To keep up with user behaviour and inform campaign planning, more brands and businesses must treat social media platforms as entertainment hubs first and foremost. That doesn’t mean hiring a celebrity/influencer and going all-in creating a new Stories-based TV show. Awareness of the entertainment trend can help inform existing strategies and approaches, making it easier to optimise future activity.

To entertain is, according to Cambridge English Dictionary, “to keep a group of people interested or enjoying themselves”. In 2022 and beyond, brands and businesses must work harder to keep their audiences interested. Straight news and announcements will have their place, clearly, but to generate cut-through and stand any chance of changing hearts and minds, there needs to be something more going on.

How can you build more of an emotional connection into your campaigns and comms?

Where’s the humour or levity?

Where are the strong opinions that offer an alternative view on a topic?

Who are the people behind your business you can showcase and demonstrate personality?

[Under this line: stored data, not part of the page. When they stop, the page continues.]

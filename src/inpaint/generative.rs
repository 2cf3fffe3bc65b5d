use image::{DynamicImage, GrayImage, Rgba, RgbaImage, RgbImage, imageops::FilterType};
use log::debug;

use crate::{
    config::GenerativeSettings,
    error::{RestorationError, Result},
    image_utils::{decode_image, encode_png, resize_mask},
    inpaint::{Inpainter, check_dimensions},
    naming::RestorationMethod,
    service::{EditRequest, ImageEditService},
};

/// Prompted inpainting through a hosted image-edit model.
pub struct GenerativeInpainter<S> {
    service: S,
    prompt: String,
    size: u32,
}

impl<S: ImageEditService> GenerativeInpainter<S> {
    pub fn new(service: S, settings: &GenerativeSettings) -> Self {
        Self {
            service,
            prompt: settings.prompt.clone(),
            size: settings.size,
        }
    }

    pub fn with_prompt(mut self, prompt: impl Into<String>) -> Self {
        self.prompt = prompt.into();
        self
    }

    pub fn request(&self, image: &RgbImage, mask: &GrayImage) -> Result<EditRequest> {
        let square = DynamicImage::ImageRgb8(image.clone()).resize_exact(
            self.size,
            self.size,
            FilterType::Lanczos3,
        );
        let square_mask = resize_mask(mask, self.size, self.size);

        Ok(EditRequest {
            image_png: encode_png(&DynamicImage::ImageRgba8(square.to_rgba8()))?,
            mask_png: Some(encode_png(&DynamicImage::ImageRgba8(edit_mask(&square_mask)))?),
            prompt: self.prompt.clone(),
            size: self.size,
        })
    }
}

/// Damaged pixels become fully transparent, everything else stays opaque.
pub fn edit_mask(mask: &GrayImage) -> RgbaImage {
    let (width, height) = mask.dimensions();
    RgbaImage::from_fn(width, height, |x, y| {
        if mask.get_pixel(x, y)[0] > 0 {
            Rgba([0, 0, 0, 0])
        } else {
            Rgba([0, 0, 0, 255])
        }
    })
}

impl<S: ImageEditService> Inpainter for GenerativeInpainter<S> {
    fn method(&self) -> RestorationMethod {
        RestorationMethod::Diffusion
    }

    fn inpaint(&self, image: &RgbImage, mask: &GrayImage) -> Result<RgbImage> {
        check_dimensions(image, mask)?;

        let request = self.request(image, mask)?;
        let bytes = self.service.edit(&request)?;
        let restored = decode_image(&bytes)
            .map_err(|e| RestorationError::Service(format!("undecodable result: {e}")))?;

        let (width, height) = image.dimensions();
        debug!(
            "Generative result {}x{} resized back to {}x{}",
            restored.width(),
            restored.height(),
            width,
            height
        );

        Ok(restored
            .resize_exact(width, height, FilterType::Lanczos3)
            .to_rgb8())
    }
}

#[cfg(test)]
mod tests {
    use super::*;
    use image::{Luma, Rgb};
    use std::sync::Mutex;

    struct EchoService {
        seen: Mutex<Vec<EditRequest>>,
    }

    impl ImageEditService for EchoService {
        fn edit(&self, request: &EditRequest) -> Result<Vec<u8>> {
            self.seen.lock().unwrap().push(request.clone());
            Ok(request.image_png.clone())
        }
    }

    struct DownService;

    impl ImageEditService for DownService {
        fn edit(&self, _: &EditRequest) -> Result<Vec<u8>> {
            Err(RestorationError::Service("quota exceeded".into()))
        }
    }

    #[test]
    fn test_result_is_resized_back() {
        let service = EchoService {
            seen: Mutex::new(Vec::new()),
        };
        let inpainter = GenerativeInpainter::new(service, &GenerativeSettings::default());
        let image = RgbImage::from_pixel(40, 30, Rgb([10, 200, 30]));
        let mut mask = GrayImage::new(40, 30);
        mask.put_pixel(5, 5, Luma([255]));

        let restored = inpainter.inpaint(&image, &mask).unwrap();
        assert_eq!(restored.dimensions(), (40, 30));

        let seen = inpainter.service.seen.lock().unwrap();
        assert_eq!(seen.len(), 1);
        assert_eq!(seen[0].size, 512);
        assert_eq!(seen[0].prompt, "Restore this artwork realistically");
        let mask_png = image::load_from_memory(seen[0].mask_png.as_ref().unwrap()).unwrap();
        assert_eq!((mask_png.width(), mask_png.height()), (512, 512));
    }

    #[test]
    fn test_service_failure_propagates() {
        let inpainter = GenerativeInpainter::new(DownService, &GenerativeSettings::default());
        let result = inpainter.inpaint(&RgbImage::new(8, 8), &GrayImage::new(8, 8));
        assert!(matches!(result, Err(RestorationError::Service(_))));
    }

    #[test]
    fn test_edit_mask_transparency() {
        let mut mask = GrayImage::new(2, 1);
        mask.put_pixel(1, 0, Luma([255]));
        let rgba = edit_mask(&mask);
        assert_eq!(rgba.get_pixel(0, 0)[3], 255);
        assert_eq!(rgba.get_pixel(1, 0)[3], 0);
    }
}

Being interesting has always been important, but it’s now essential. Putting some spend behind a boring post might generate the reach you need, but it will struggle to have an impact. The best paid social posts never look like ads; they look like social posts that have been amplified with paid. If your paid posts stick out look informercial-esque sore thumbs in a sea of entertainment, your audiences will continue to swipe right past, paying zero attention.

Maybe this isn’t a long-term trend that has seen behaviour shift over the past eight or nine years. Perhaps entertainment has always been what social media is about — but it certainly feels more central and essential to all of the big social platforms, bar LinkedIn. Yes, Twitter was entertaining in the early days, but it was also a great place to build connections, expand your network and get the inside track of what was going on. Instagram was a hub for artistic, creative and photographic inspiration and a great place to keep up with where in the world your friends were. The options for brands and businesses on all platforms were more varied; now, unless you’re using paid social, you’re reaching no one. And now, unless you’re keeping people interested or making them enjoy themselves, you run the risk of slipping into the sea of sameness, of being the social media equivalent of magnolia — great for your living room walls, rubbish as a campaigning attitude.